Si el Presidente pisara la calle sabría de la angustia de millones de ciudadanos que ven incierto su porvenir, que en este momento malviven y que apenas les llega el dinero para pagar lo más esencial. Se enteraría de que hay una generación de jóvenes que están entre los 20 y 35 años a la que ya se empieza a denominar la “generación perdida”. Quizá también se sorprendería del dolor inmenso que nos aqueja a tantos miles de ciudadanos que hemos visto a familiares y amigos sufrir y morir a cuenta del Covid.


El Presidente no se imagina lo que supone dejar en un hospital a un ser querido y que una mañana te llamen para decirte que como tiene otras muchas patologías y pocas posibilidades de salvarse lo que van a hacer es sedarle porque no hay sitio en la UCI. O sea los terribles y temidos triajes. De manera que siempre arrastrarás el dolor de no haber podido despedirse, de no haber podido hacer el duelo.


Por más que sus propagandistas han conseguido que las teles no muestren los efectos devastadores del COVID, lo cierto es que pone los pelos de punta la cifra de personas contagiadas, diagnosticadas o sin diagnosticar, y de fallecimientos.


Lo único cierto es que la propaganda va por un lado y la realidad por otro.

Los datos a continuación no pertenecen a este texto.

//! Plain-text and JSON rendering of query results.

use std::fmt::Write as _;

use frisk_core::formatting::{format_count, format_delta, format_percent, trend_label};
use frisk_core::queries::{BoroughCounts, FriskArrestRates, GenderBiasTable};
use frisk_core::{Borough, Dataset, Record};
use frisk_data::report::{CrimeTrend, YearReport};
use serde::Serialize;

/// Printed when no stop in a year named a tracked borough.
pub const NO_BOROUGH: &str = "no data";

/// Record count for one year, as listed by the `years` command.
#[derive(Debug, Clone, PartialEq, Eq, Serialize)]
pub struct YearSummary {
    pub year: i32,
    pub records: usize,
}

/// Stops matching a `population` query.
#[derive(Debug, Serialize)]
pub struct Population<'a> {
    pub year: i32,
    pub race: &'a str,
    pub count: usize,
    pub records: Vec<&'a Record>,
}

/// Pretty-printed JSON for any serializable result.
pub fn json<T: Serialize>(value: &T) -> serde_json::Result<String> {
    serde_json::to_string_pretty(value)
}

/// Years in ascending order with their record counts.
pub fn year_summaries(dataset: &Dataset) -> Vec<YearSummary> {
    let mut summaries: Vec<YearSummary> = dataset
        .buckets()
        .map(|b| YearSummary {
            year: b.year(),
            records: b.len(),
        })
        .collect();
    summaries.sort_by_key(|s| s.year);
    summaries
}

// ── Text rendering ────────────────────────────────────────────────────────────

pub fn years(summaries: &[YearSummary]) -> String {
    if summaries.is_empty() {
        return "No records loaded".to_string();
    }
    let mut out = String::new();
    for s in summaries {
        let _ = writeln!(out, "{}  {:>12} stops", s.year, format_count(s.records));
    }
    out.trim_end().to_string()
}

pub fn population(population: &Population<'_>) -> String {
    let mut out = format!(
        "{} stops of race {:?} in {}",
        format_count(population.count),
        population.race,
        population.year
    );
    for r in &population.records {
        let _ = write!(
            out,
            "\n  {:<40} {:<2} {:<14} frisked={:<5} arrested={}",
            r.description(),
            r.gender(),
            r.location(),
            r.frisked(),
            r.arrested()
        );
    }
    out
}

pub fn rates(year: i32, rates: &FriskArrestRates) -> String {
    format!(
        "{}: frisked {}, arrested {}",
        year,
        format_percent(rates.frisked_percent),
        format_percent(rates.arrested_percent)
    )
}

pub fn gender_bias(year: i32, table: &GenderBiasTable) -> String {
    let mut out = format!("Gender bias {}\n", year);
    let _ = writeln!(out, "{:<8}{:>10}{:>10}{:>10}", "", "Black", "White", "Total");
    for (label, row) in [("Female", table.female()), ("Male", table.male())] {
        let _ = writeln!(
            out,
            "{:<8}{:>10}{:>10}{:>10}",
            label,
            format_percent(row[GenderBiasTable::BLACK]),
            format_percent(row[GenderBiasTable::WHITE]),
            format_percent(row[GenderBiasTable::COMBINED]),
        );
    }
    out.trim_end().to_string()
}

pub fn crime_trend(trend: &CrimeTrend) -> String {
    format!(
        "{:?}: {} in {} -> {} in {} ({}, {})",
        trend.description,
        format_percent(trend.from_percent),
        trend.from_year,
        format_percent(trend.to_percent),
        trend.to_year,
        format_delta(trend.change),
        trend_label(trend.change)
    )
}

pub fn borough(year: i32, counts: &BoroughCounts, leader: Option<Borough>) -> String {
    let mut out = format!(
        "{}: most stops in {}",
        year,
        leader.map(Borough::name).unwrap_or(NO_BOROUGH)
    );
    for b in Borough::ALL {
        let _ = write!(out, "\n  {:<14}{:>10}", b.name(), format_count(counts.get(b)));
    }
    out
}

pub fn report(report: &YearReport) -> String {
    [
        format!("== {} ({} stops) ==", report.year, format_count(report.records)),
        rates(report.year, &report.rates),
        gender_bias(report.year, &report.gender_bias),
        borough(
            report.year,
            &report.borough_counts,
            report.most_common_borough,
        ),
    ]
    .join("\n")
}

// ── Tests ─────────────────────────────────────────────────────────────────────

#[cfg(test)]
mod tests {
    use super::*;

    fn sample_dataset() -> Dataset {
        let mut ds = Dataset::new();
        ds.ingest(2012, Record::new("ROBBERY", true, true, "M", "B", "BRONX"));
        ds.ingest(2011, Record::new("ASSAULT", false, true, "F", "W", "QUEENS"));
        ds.ingest(2012, Record::new("TRESPASS", false, false, "F", "B", "BRONX"));
        ds
    }

    #[test]
    fn test_year_summaries_sorted() {
        let summaries = year_summaries(&sample_dataset());
        assert_eq!(
            summaries,
            vec![
                YearSummary {
                    year: 2011,
                    records: 1
                },
                YearSummary {
                    year: 2012,
                    records: 2
                },
            ]
        );
    }

    #[test]
    fn test_years_empty() {
        assert_eq!(years(&[]), "No records loaded");
    }

    #[test]
    fn test_rates_text() {
        let r = FriskArrestRates {
            frisked_percent: 50.0,
            arrested_percent: 25.0,
        };
        assert_eq!(rates(2011, &r), "2011: frisked 50.00%, arrested 25.00%");
    }

    #[test]
    fn test_rates_text_undefined() {
        let r = Dataset::new().frisked_vs_arrested(2011);
        assert_eq!(rates(2011, &r), "2011: frisked n/a, arrested n/a");
    }

    #[test]
    fn test_gender_bias_text_has_both_rows() {
        let table = sample_dataset().gender_bias(2012);
        let text = gender_bias(2012, &table);
        assert!(text.contains("Female"));
        assert!(text.contains("Male"));
        // Black: 1 female, 1 male out of 2; no White stops in 2012.
        assert!(text.contains("25.00%"));
        assert!(text.contains("n/a"));
    }

    #[test]
    fn test_borough_text_no_data() {
        let ds = Dataset::new();
        let text = borough(2011, &ds.borough_counts(2011), ds.most_common_borough(2011));
        assert!(text.starts_with("2011: most stops in no data"));
    }

    #[test]
    fn test_borough_text_leader() {
        let ds = sample_dataset();
        let text = borough(2012, &ds.borough_counts(2012), ds.most_common_borough(2012));
        assert!(text.starts_with("2012: most stops in Bronx"));
    }

    #[test]
    fn test_population_text_and_json() {
        let ds = sample_dataset();
        let records = ds.population_stopped(2012, "B");
        let pop = Population {
            year: 2012,
            race: "B",
            count: records.len(),
            records,
        };

        let text = population(&pop);
        assert!(text.starts_with("2 stops of race \"B\" in 2012"));
        assert!(text.contains("ROBBERY"));
        assert!(text.contains("TRESPASS"));

        let value: serde_json::Value = serde_json::from_str(&json(&pop).unwrap()).unwrap();
        assert_eq!(value["count"], 2);
        assert_eq!(value["records"][0]["description"], "ROBBERY");
    }
}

Como el Presidente no tiene un pelo de tonto es de suponer que sabe mejor que nadie de la mala gestión que él y su gobierno han hecho frente a la pandemia. Y que hay muchas zonas de sombras en esa gestión, demasiadas medias verdaderas, mucha ocultación y alguna media mentira.


Insisto en que comprendo que el Presidente intente dar un ápice de esperanza pero no debería de olvidar que los ciudadanos no somos tontos y que vivimos una realidad en la que cabe poco optimismo. Pero Pedro Sánchez es optimista y tiene razones para ello, duerme tranquilo en la Moncloa porque él sí ha visto cumplirse el mayor de sus sueños que no era otro que ser Secretario General del PSOE y Presidente del Gobierno, los demás hemos tenido que aparcar nuestros sueños no se sabe hasta cuándo.